▸ **Task brief**
Among the lines of the records, find all that carry the word "body" and copy them.

▸ **Supplied information**
═══

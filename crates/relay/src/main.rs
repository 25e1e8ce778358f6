//! relay: Publishes the latest state of research platforms to the broker
//!
//! `run` polls every configured source and publishes normalized records as
//! retained messages; `log` archives everything published under the platform
//! subjects to a file.

use clap::{Parser, Subcommand};
use futures_util::future::join_all;
use std::net::SocketAddr;
use std::path::{Path, PathBuf};
use std::sync::Arc;
use std::time::Duration;
use tokio::fs::OpenOptions;
use tokio::sync::watch;
use tracing::{error, info, warn};
use tracing_subscriber::{layer::SubscriberExt, util::SubscriberInitExt};

use relay_connector_lib::{
    build_source, run_logger, run_server, EnvResolver, KeyResolver, Publisher, Runner,
    ServerState, Source,
};
use relay_metadata::{Environment, SourcesConfig};
use relay_middleware::{MiddlewareFactory, SubjectBuilder, Transport};

#[derive(Parser, Debug)]
#[command(name = "relay")]
#[command(about = "Platform telemetry relay")]
struct Args {
    #[command(subcommand)]
    command: Command,
}

#[derive(Subcommand, Debug)]
enum Command {
    /// Poll sources and publish their latest state
    Run {
        /// Path to environment configuration file
        #[arg(short, long)]
        env: PathBuf,

        /// Path to sources configuration file
        #[arg(short, long)]
        sources: PathBuf,

        /// Health server bind address
        #[arg(long, default_value = "0.0.0.0:8080")]
        health_addr: String,
    },
    /// Append every platform message to a file
    Log {
        /// Path to environment configuration file
        #[arg(short, long)]
        env: PathBuf,

        /// File to append to
        #[arg(short, long)]
        output: PathBuf,

        /// Subject to subscribe to (defaults to all platform subjects)
        #[arg(long)]
        subject: Option<String>,
    },
}

#[tokio::main]
async fn main() -> Result<(), Box<dyn std::error::Error>> {
    tracing_subscriber::registry()
        .with(tracing_subscriber::fmt::layer())
        .with(
            tracing_subscriber::EnvFilter::try_from_default_env()
                .unwrap_or_else(|_| tracing_subscriber::EnvFilter::new("info")),
        )
        .init();

    let args = Args::parse();

    let (shutdown_tx, shutdown_rx) = watch::channel(false);
    tokio::spawn(async move {
        tokio::signal::ctrl_c().await.ok();
        info!("Received shutdown signal");
        shutdown_tx.send(true).ok();
    });

    match args.command {
        Command::Run {
            env,
            sources,
            health_addr,
        } => run(&env, &sources, health_addr.parse()?, shutdown_rx).await,
        Command::Log {
            env,
            output,
            subject,
        } => log(&env, &output, subject, shutdown_rx).await,
    }
}

/// Connect the transport described by the environment, resolving broker credentials
async fn connect(
    env_config: &Environment,
    resolver: &dyn KeyResolver,
) -> Result<Arc<dyn Transport>, Box<dyn std::error::Error>> {
    let credentials = match &env_config.transport.credentials {
        Some(creds) => Some((
            resolver.resolve_one(&creds.user)?,
            resolver.resolve_one(&creds.password)?,
        )),
        None => None,
    };
    let transport = MiddlewareFactory::create_transport(env_config, credentials).await?;
    Ok(transport)
}

async fn run(
    env_path: &Path,
    sources_path: &Path,
    health_addr: SocketAddr,
    shutdown_rx: watch::Receiver<bool>,
) -> Result<(), Box<dyn std::error::Error>> {
    let env_config = Environment::load(env_path)?;
    info!(env = %env_config.name, "Loaded environment configuration");

    let sources_config = SourcesConfig::load(sources_path)?;
    info!(sources = sources_config.sources.len(), "Loaded sources configuration");

    // Build every source before connecting so configuration errors never leave
    // a half-started process holding a broker connection.
    let resolver = EnvResolver::new();
    let mut sources = Vec::with_capacity(sources_config.sources.len());
    for config in &sources_config.sources {
        let source = build_source(config, &resolver).map_err(|e| {
            error!(source = %config.name, error = %e, "Failed to build source");
            e
        })?;
        sources.push((source, Duration::from_secs(config.interval_secs)));
    }

    let transport = connect(&env_config, &resolver).await?;

    let state = ServerState::new(
        sources_config.sources.iter().map(|s| s.name.clone()).collect(),
        transport.clone(),
    );
    let server_shutdown = shutdown_rx.clone();
    let server = tokio::spawn(async move {
        if let Err(e) = run_server(health_addr, state, server_shutdown).await {
            error!(error = %e, "Health server failed");
        }
    });
    info!(addr = %health_addr, "Health server started");

    let tasks = sources.into_iter().map(|(source, interval)| {
        let publisher = Publisher::from_environment(transport.clone(), &env_config)
            .with_source(source.name());
        let shutdown = shutdown_rx.clone();
        tokio::spawn(async move {
            let mut runner = Runner::new(source, publisher, interval);
            let result = runner.run(shutdown).await;
            (runner.source().name().to_string(), result)
        })
    });

    let mut failed = false;
    for joined in join_all(tasks).await {
        match joined {
            Ok((_, Ok(()))) => {}
            Ok((name, Err(e))) => {
                error!(source = %name, error = %e, "Source stopped");
                failed = true;
            }
            Err(e) => {
                error!(error = %e, "Source task panicked");
                failed = true;
            }
        }
    }

    server.abort();
    if let Err(e) = transport.close().await {
        warn!(error = %e, "Failed to flush transport on shutdown");
    }
    info!("Relay stopped");

    if failed {
        return Err("one or more sources stopped with an error".into());
    }
    Ok(())
}

async fn log(
    env_path: &Path,
    output: &Path,
    subject: Option<String>,
    shutdown_rx: watch::Receiver<bool>,
) -> Result<(), Box<dyn std::error::Error>> {
    let env_config = Environment::load(env_path)?;
    info!(env = %env_config.name, "Loaded environment configuration");

    let subject = subject.unwrap_or_else(|| {
        SubjectBuilder::new(env_config.transport.subject_prefix.as_deref())
            .all()
            .to_string()
    });

    let mut file = OpenOptions::new()
        .create(true)
        .append(true)
        .open(output)
        .await?;

    let transport = connect(&env_config, &EnvResolver::new()).await?;
    let result = run_logger(transport.as_ref(), &subject, &mut file, shutdown_rx).await;

    if let Err(e) = transport.close().await {
        warn!(error = %e, "Failed to flush transport on shutdown");
    }

    let lines = result?;
    info!(lines, output = %output.display(), "Logger finished");
    Ok(())
}
use axum::{
    extract::State,
    http::{header, StatusCode},
    response::IntoResponse,
    routing::get,
    Json, Router,
};
use relay_middleware::Transport;
use serde::Serialize;
use std::net::SocketAddr;
use std::sync::Arc;
use tokio::net::TcpListener;
use tokio::sync::watch;

use crate::metrics::encode_metrics;

/// Health check response
#[derive(Serialize)]
pub struct HealthResponse {
    pub status: String,
    pub sources: Vec<String>,
    pub connected: bool,
}

/// Shared state for health endpoints
#[derive(Clone)]
pub struct ServerState {
    pub sources: Vec<String>,
    pub transport: Arc<dyn Transport>,
}

impl ServerState {
    pub fn new(sources: Vec<String>, transport: Arc<dyn Transport>) -> Self {
        Self { sources, transport }
    }
}

/// Health endpoint - always returns 200 if server is running
async fn health(State(state): State<ServerState>) -> Json<HealthResponse> {
    Json(HealthResponse {
        status: "ok".to_string(),
        sources: state.sources.clone(),
        connected: state.transport.is_connected(),
    })
}

/// Ready endpoint - returns 200 only while the transport is connected
async fn ready(State(state): State<ServerState>) -> (StatusCode, Json<HealthResponse>) {
    let connected = state.transport.is_connected();
    let status_code = if connected {
        StatusCode::OK
    } else {
        StatusCode::SERVICE_UNAVAILABLE
    };

    (
        status_code,
        Json(HealthResponse {
            status: if connected { "ready" } else { "not_ready" }.to_string(),
            sources: state.sources.clone(),
            connected,
        }),
    )
}

async fn metrics() -> impl IntoResponse {
    match encode_metrics() {
        Ok(body) => (
            StatusCode::OK,
            [(header::CONTENT_TYPE, "text/plain; version=0.0.4")],
            body,
        ),
        Err(e) => (
            StatusCode::INTERNAL_SERVER_ERROR,
            [(header::CONTENT_TYPE, "text/plain")],
            e.to_string(),
        ),
    }
}

/// Create the health server router
pub fn create_router(state: ServerState) -> Router {
    Router::new()
        .route("/health", get(health))
        .route("/ready", get(ready))
        .route("/metrics", get(metrics))
        .with_state(state)
}

/// Run the health server until `shutdown` flips to true
pub async fn run_server(
    addr: SocketAddr,
    state: ServerState,
    mut shutdown: watch::Receiver<bool>,
) -> std::io::Result<()> {
    let app = create_router(state);
    let listener = TcpListener::bind(addr).await?;
    axum::serve(listener, app)
        .with_graceful_shutdown(async move {
            while !*shutdown.borrow() {
                if shutdown.changed().await.is_err() {
                    break;
                }
            }
        })
        .await
}

#[cfg(test)]
mod tests {
    use super::*;
    use async_trait::async_trait;
    use axum::body::Body;
    use axum::http::Request;
    use bytes::Bytes;
    use relay_middleware::{InMemoryTransport, Subscription, TransportError};
    use tower::ServiceExt;

    struct DisconnectedTransport;

    #[async_trait]
    impl Transport for DisconnectedTransport {
        async fn publish(&self, _subject: &str, _payload: Bytes) -> Result<(), TransportError> {
            Err(TransportError::PublishFailed("disconnected".to_string()))
        }

        async fn publish_retained(&self, _subject: &str, _payload: Bytes) -> Result<(), TransportError> {
            Err(TransportError::PublishFailed("disconnected".to_string()))
        }

        async fn subscribe(&self, _subject: &str) -> Result<Box<dyn Subscription>, TransportError> {
            Err(TransportError::SubscribeFailed("disconnected".to_string()))
        }

        fn is_connected(&self) -> bool {
            false
        }
    }

    fn create_test_state(connected: bool) -> ServerState {
        let transport: Arc<dyn Transport> = if connected {
            Arc::new(InMemoryTransport::new())
        } else {
            Arc::new(DisconnectedTransport)
        };
        ServerState::new(vec!["fr24".to_string()], transport)
    }

    #[tokio::test]
    async fn test_health_returns_ok() {
        let app = create_router(create_test_state(false));

        let response = app
            .oneshot(Request::builder().uri("/health").body(Body::empty()).unwrap())
            .await
            .unwrap();

        assert_eq!(response.status(), StatusCode::OK);
    }

    #[tokio::test]
    async fn test_ready_when_connected() {
        let app = create_router(create_test_state(true));

        let response = app
            .oneshot(Request::builder().uri("/ready").body(Body::empty()).unwrap())
            .await
            .unwrap();

        assert_eq!(response.status(), StatusCode::OK);
    }

    #[tokio::test]
    async fn test_ready_when_disconnected() {
        let app = create_router(create_test_state(false));

        let response = app
            .oneshot(Request::builder().uri("/ready").body(Body::empty()).unwrap())
            .await
            .unwrap();

        assert_eq!(response.status(), StatusCode::SERVICE_UNAVAILABLE);
    }

    #[tokio::test]
    async fn test_metrics_endpoint() {
        let app = create_router(create_test_state(true));

        let response = app
            .oneshot(Request::builder().uri("/metrics").body(Body::empty()).unwrap())
            .await
            .unwrap();

        assert_eq!(response.status(), StatusCode::OK);
    }
}
use std::collections::HashMap;
use std::env;

use crate::error::ResolverError;
use crate::traits::KeyResolver;

/// Resolves keys from environment variables
pub struct EnvResolver;

impl EnvResolver {
    pub fn new() -> Self {
        Self
    }
}

impl Default for EnvResolver {
    fn default() -> Self {
        Self::new()
    }
}

impl KeyResolver for EnvResolver {
    /// Parses "env:VAR1,VAR2" and returns values from environment.
    /// A bare value without the prefix is rejected.
    fn resolve(&self, source: &str) -> Result<HashMap<String, String>, ResolverError> {
        let vars = source.strip_prefix("env:").ok_or_else(|| {
            ResolverError::UnsupportedSource(format!("expected 'env:' prefix, got: {}", source))
        })?;

        let names: Vec<&str> = vars.split(',').map(str::trim).filter(|v| !v.is_empty()).collect();
        if names.is_empty() {
            return Err(ResolverError::UnsupportedSource("empty env source".to_string()));
        }

        names
            .into_iter()
            .map(|name| {
                env::var(name)
                    .map(|value| (name.to_string(), value))
                    .map_err(|_| ResolverError::MissingKey(name.to_string()))
            })
            .collect()
    }
}

#[cfg(test)]
mod tests {
    use super::*;

    #[test]
    fn test_resolve_env_vars() {
        env::set_var("RELAY_TEST_KEY1", "value1");
        env::set_var("RELAY_TEST_KEY2", "value2");

        let resolver = EnvResolver::new();
        let result = resolver.resolve("env:RELAY_TEST_KEY1,RELAY_TEST_KEY2").unwrap();

        assert_eq!(result.get("RELAY_TEST_KEY1"), Some(&"value1".to_string()));
        assert_eq!(result.get("RELAY_TEST_KEY2"), Some(&"value2".to_string()));

        env::remove_var("RELAY_TEST_KEY1");
        env::remove_var("RELAY_TEST_KEY2");
    }

    #[test]
    fn test_resolve_one() {
        env::set_var("RELAY_TEST_PASSWORD", "hunter2");

        let resolver = EnvResolver::new();
        assert_eq!(resolver.resolve_one("env:RELAY_TEST_PASSWORD").unwrap(), "hunter2");
        assert!(resolver.resolve_one("env:RELAY_TEST_PASSWORD,PATH").is_err());
        assert!(resolver.resolve_one("env:").is_err());

        env::remove_var("RELAY_TEST_PASSWORD");
    }

    #[test]
    fn test_missing_var() {
        let resolver = EnvResolver::new();
        let result = resolver.resolve("env:NONEXISTENT_VAR_12345");
        assert!(result.is_err());
    }

    #[test]
    fn test_invalid_source() {
        let resolver = EnvResolver::new();
        let result = resolver.resolve("vault:secret/path");
        assert!(result.is_err());
    }
}
use thiserror::Error;

#[derive(Error, Debug)]
pub enum TransportError {
    #[error("connection failed: {0}")]
    ConnectionFailed(String),
    #[error("publish failed: {0}")]
    PublishFailed(String),
    #[error("subscribe failed: {0}")]
    SubscribeFailed(String),
    #[error("stream setup failed: {0}")]
    StreamFailed(String),
    #[error("validation failed: {0}")]
    ValidationFailed(String),
}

═══

▸ **Problem solution**
        Ok(body) => (
            body,
    use axum::body::Body;
            .oneshot(Request::builder().uri("/health").body(Body::empty()).unwrap())
            .oneshot(Request::builder().uri("/ready").body(Body::empty()).unwrap())
            .oneshot(Request::builder().uri("/ready").body(Body::empty()).unwrap())
            .oneshot(Request::builder().uri("/metrics").body(Body::empty()).unwrap())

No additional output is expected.